## RECORD SET

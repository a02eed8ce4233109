mod config_format;
mod itinerary_app;
mod itinerary_cli_error;
mod operation;

pub use config_format::ConfigFormat;
pub use itinerary_app::ItineraryApp;
pub use itinerary_cli_error::ItineraryCliError;
pub use operation::ItineraryOperation;
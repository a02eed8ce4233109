pub mod read_ops;
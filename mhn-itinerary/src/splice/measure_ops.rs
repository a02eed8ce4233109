use crate::model::ItinerarySegment;
use crate::network::NetworkGraph;

/// from/to measures of every segment as the cumulative percentage of its
/// route's network length, aligned with the input. routes of zero length
/// measure 0 throughout. input must be sorted.
pub fn route_measures(segments: &[ItinerarySegment], graph: &NetworkGraph) -> Vec<(f64, f64)> {
    let miles: Vec<f64> = segments
        .iter()
        .map(|s| graph.link_miles(&s.itin_a, &s.itin_b).unwrap_or(0.0))
        .collect();
    let mut measures = Vec::with_capacity(segments.len());
    let mut start = 0;
    while start < segments.len() {
        let line = &segments[start].line;
        let len = segments[start..].iter().take_while(|s| &s.line == line).count();
        let route_miles = &miles[start..start + len];
        let total: f64 = route_miles.iter().sum();
        let mut cumulative = 0.0;
        for m in route_miles.iter() {
            let percent = if total > 0.0 { m / total * 100.0 } else { 0.0 };
            measures.push((cumulative, cumulative + percent));
            cumulative += percent;
        }
        start += len;
    }
    measures
}

#[cfg(test)]
mod tests {
    use super::*;
    use crate::model::{Imputed, NodeId};
    use crate::network::test_graph;

    fn segment(line: &str, a: i64, b: i64) -> ItinerarySegment {
        ItinerarySegment {
            line: String::from(line),
            order: 1.0,
            itin_a: NodeId(a),
            itin_b: NodeId(b),
            dwell_code: 0,
            zone_fare: 0.0,
            line_serv_time: 1.0,
            ttf: 0,
            dep_time: 0,
            arr_time: 0,
            stop_count: 1,
            imputed: Imputed::Original,
        }
    }

    #[test]
    fn test_cumulative_percent() {
        let graph = test_graph(
            &[(1, 2, true, 1.0), (2, 3, true, 3.0)],
            &[(1, 0.0, 0.0), (2, 1.0, 0.0), (3, 2.0, 0.0)],
        );
        let segments = vec![
            segment("b00001", 1, 2),
            segment("b00001", 2, 3),
            segment("b00002", 3, 2),
        ];
        let measures = route_measures(&segments, &graph);
        assert_eq!(measures, vec![(0.0, 25.0), (25.0, 100.0), (0.0, 100.0)]);
    }
}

## WORK TASK
Each line from the top of the entries above through the line containing "graph: &NetworkGraph) ->" must be transcribed exactly, and no other line may appear.

## COMPLETED TASK
repository a02eed8ce4233109
mod config_format;
mod itinerary_app;
mod itinerary_cli_error;
mod operation;

pub use config_format::ConfigFormat;
pub use itinerary_app::ItineraryApp;
pub use itinerary_cli_error::ItineraryCliError;
pub use operation::ItineraryOperation;
repository a02eed8ce4233109
pub mod read_ops;
filename mhn-itinerary/src/splice/measure_ops.rs
repository a02eed8ce4233109
use crate::model::ItinerarySegment;
use crate::network::NetworkGraph;

/// from/to measures of every segment as the cumulative percentage of its
/// route's network length, aligned with the input. routes of zero length
/// measure 0 throughout. input must be sorted.
pub fn route_measures(segments: &[ItinerarySegment], graph: &NetworkGraph) -> Vec<(f64, f64)> {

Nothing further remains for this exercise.